## AIM OF THE EXERCISE:
Exactly the lines from the opening of the records through the line containing "default when unset)" should be copied, with both included.

## PROVIDED ENTRIES:
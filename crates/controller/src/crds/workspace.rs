//! `Workspace` Custom Resource Definition

use super::condition::Condition;
use kube::CustomResource;
use schemars::JsonSchema;
use serde::{Deserialize, Serialize};

pub const CONDITION_HEALTHY: &str = "Healthy";
pub const CONDITION_READY: &str = "Ready";

pub const REASON_MISSING_RESOURCE: &str = "MissingResource";
pub const REASON_ALL_RESOURCES_FOUND: &str = "AllResourcesFound";
pub const REASON_RESOURCES_ENSURED: &str = "ResourcesEnsured";

/// Annotation prefix granting a privileged run permission to execute,
/// e.g. `approvals.runq.dev/run-12345: approved`
pub const APPROVAL_ANNOTATION_PREFIX: &str = "approvals.runq.dev/";

/// Default function for `size` field
fn default_cache_size() -> String {
    "1Gi".to_string()
}

/// Cache volume settings
#[derive(Deserialize, Serialize, Clone, Debug, JsonSchema, PartialEq, Eq)]
pub struct WorkspaceCacheSpec {
    /// Requested size of the cache volume
    #[serde(default = "default_cache_size")]
    pub size: String,

    /// Storage class for the cache volume (cluster default when unset)
    #[serde(default, rename = "storageClass", skip_serializing_if = "Option::is_none")]
    pub storage_class: Option<String>,
}

impl Default for WorkspaceCacheSpec {
    fn default() -> Self {
        Self {
            size: default_cache_size(),
            storage_class: None,
        }
    }
}

/// Version control settings the workspace's configuration is sourced from
#[derive(Deserialize, Serialize, Clone, Debug, Default, JsonSchema, PartialEq, Eq)]
pub struct WorkspaceVcsSpec {
    #[serde(default, skip_serializing_if = "Option::is_none")]
    pub repository: Option<String>,

    #[serde(default, skip_serializing_if = "Option::is_none")]
    pub branch: Option<String>,

    /// Path of the configuration within the repository
    #[serde(default, rename = "workingDir", skip_serializing_if = "Option::is_none")]
    pub working_dir: Option<String>,
}

/// `Workspace` CRD: a named execution context with a queue of runs
#[derive(CustomResource, Deserialize, Serialize, Clone, Debug, Default, JsonSchema)]
#[kube(group = "runq.dev", version = "v1alpha1", kind = "Workspace")]
#[kube(namespaced)]
#[kube(status = "WorkspaceStatus")]
#[kube(shortname = "ws")]
#[kube(printcolumn = r#"{"name":"Queue","type":"string","jsonPath":".status.queue"}"#)]
#[kube(printcolumn = r#"{"name":"Age","type":"date","jsonPath":".metadata.creationTimestamp"}"#)]
pub struct WorkspaceSpec {
    #[serde(default)]
    pub cache: WorkspaceCacheSpec,

    /// ServiceAccount the run pods execute as
    #[serde(default, rename = "serviceAccountName", skip_serializing_if = "Option::is_none")]
    pub service_account_name: Option<String>,

    /// Secret exposed to run pods as environment variables
    #[serde(default, rename = "secretName", skip_serializing_if = "Option::is_none")]
    pub secret_name: Option<String>,

    /// Commands that need an explicit approval annotation before they run
    #[serde(default, rename = "privilegedCommands")]
    pub privileged_commands: Vec<String>,

    #[serde(default)]
    pub vcs: WorkspaceVcsSpec,
}

/// Status of the `Workspace`
#[derive(Deserialize, Serialize, Clone, Debug, Default, JsonSchema, PartialEq)]
pub struct WorkspaceStatus {
    /// Names of pending runs; the head is the run allowed to execute
    #[serde(default)]
    pub queue: Vec<String>,

    #[serde(default)]
    pub conditions: Vec<Condition>,
}

impl Workspace {
    pub fn queue(&self) -> &[String] {
        self.status.as_ref().map_or(&[], |s| s.queue.as_slice())
    }

    pub fn conditions(&self) -> &[Condition] {
        self.status.as_ref().map_or(&[], |s| s.conditions.as_slice())
    }

    /// Position of a run in the queue; `None` when not (yet) queued
    pub fn queue_position(&self, run_name: &str) -> Option<usize> {
        self.queue().iter().position(|name| name == run_name)
    }

    pub fn is_privileged(&self, command: &str) -> bool {
        self.spec.privileged_commands.iter().any(|c| c == command)
    }

    pub fn is_approved(&self, run_name: &str) -> bool {
        let key = format!("{APPROVAL_ANNOTATION_PREFIX}{run_name}");
        self.metadata
            .annotations
            .as_ref()
            .is_some_and(|a| a.contains_key(&key))
    }

    /// Name of the cache PersistentVolumeClaim; shares the workspace's name
    pub fn pvc_name(&self) -> String {
        kube::ResourceExt::name_any(self)
    }
}

#[cfg(test)]
mod tests {
    use super::*;
    use std::collections::BTreeMap;

    #[test]
    fn spec_defaults_from_empty_object() {
        let spec: WorkspaceSpec = serde_json::from_value(serde_json::json!({})).unwrap();
        assert_eq!(spec.cache.size, "1Gi");
        assert!(spec.cache.storage_class.is_none());
        assert!(spec.privileged_commands.is_empty());
        assert!(spec.service_account_name.is_none());
    }

    #[test]
    fn queue_position_is_linear_index() {
        let mut ws = Workspace::new("default", WorkspaceSpec::default());
        ws.status = Some(WorkspaceStatus {
            queue: vec!["run-a".into(), "run-b".into(), "run-c".into()],
            conditions: vec![],
        });
        assert_eq!(ws.queue_position("run-a"), Some(0));
        assert_eq!(ws.queue_position("run-c"), Some(2));
        assert_eq!(ws.queue_position("run-z"), None);
    }

    #[test]
    fn approval_requires_annotation_for_the_run() {
        let mut ws = Workspace::new("default", WorkspaceSpec::default());
        ws.spec.privileged_commands = vec!["apply".into()];
        assert!(ws.is_privileged("apply"));
        assert!(!ws.is_privileged("plan"));
        assert!(!ws.is_approved("run-1"));

        ws.metadata.annotations = Some(BTreeMap::from([(
            "approvals.runq.dev/run-1".to_string(),
            "approved".to_string(),
        )]));
        assert!(ws.is_approved("run-1"));
        assert!(!ws.is_approved("run-2"));
    }
}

## TASK RESULT:
filename crates/controller/src/crds/workspace.rs
//! `Workspace` Custom Resource Definition

use super::condition::Condition;
use kube::CustomResource;
use schemars::JsonSchema;
use serde::{Deserialize, Serialize};

pub const CONDITION_HEALTHY: &str = "Healthy";
pub const CONDITION_READY: &str = "Ready";

pub const REASON_MISSING_RESOURCE: &str = "MissingResource";
pub const REASON_ALL_RESOURCES_FOUND: &str = "AllResourcesFound";
pub const REASON_RESOURCES_ENSURED: &str = "ResourcesEnsured";

/// Annotation prefix granting a privileged run permission to execute,
/// e.g. `approvals.runq.dev/run-12345: approved`
pub const APPROVAL_ANNOTATION_PREFIX: &str = "approvals.runq.dev/";

/// Default function for `size` field
fn default_cache_size() -> String {
    "1Gi".to_string()
}

/// Cache volume settings
#[derive(Deserialize, Serialize, Clone, Debug, JsonSchema, PartialEq, Eq)]
pub struct WorkspaceCacheSpec {
    /// Requested size of the cache volume
    #[serde(default = "default_cache_size")]
    pub size: String,

    /// Storage class for the cache volume (cluster default when unset)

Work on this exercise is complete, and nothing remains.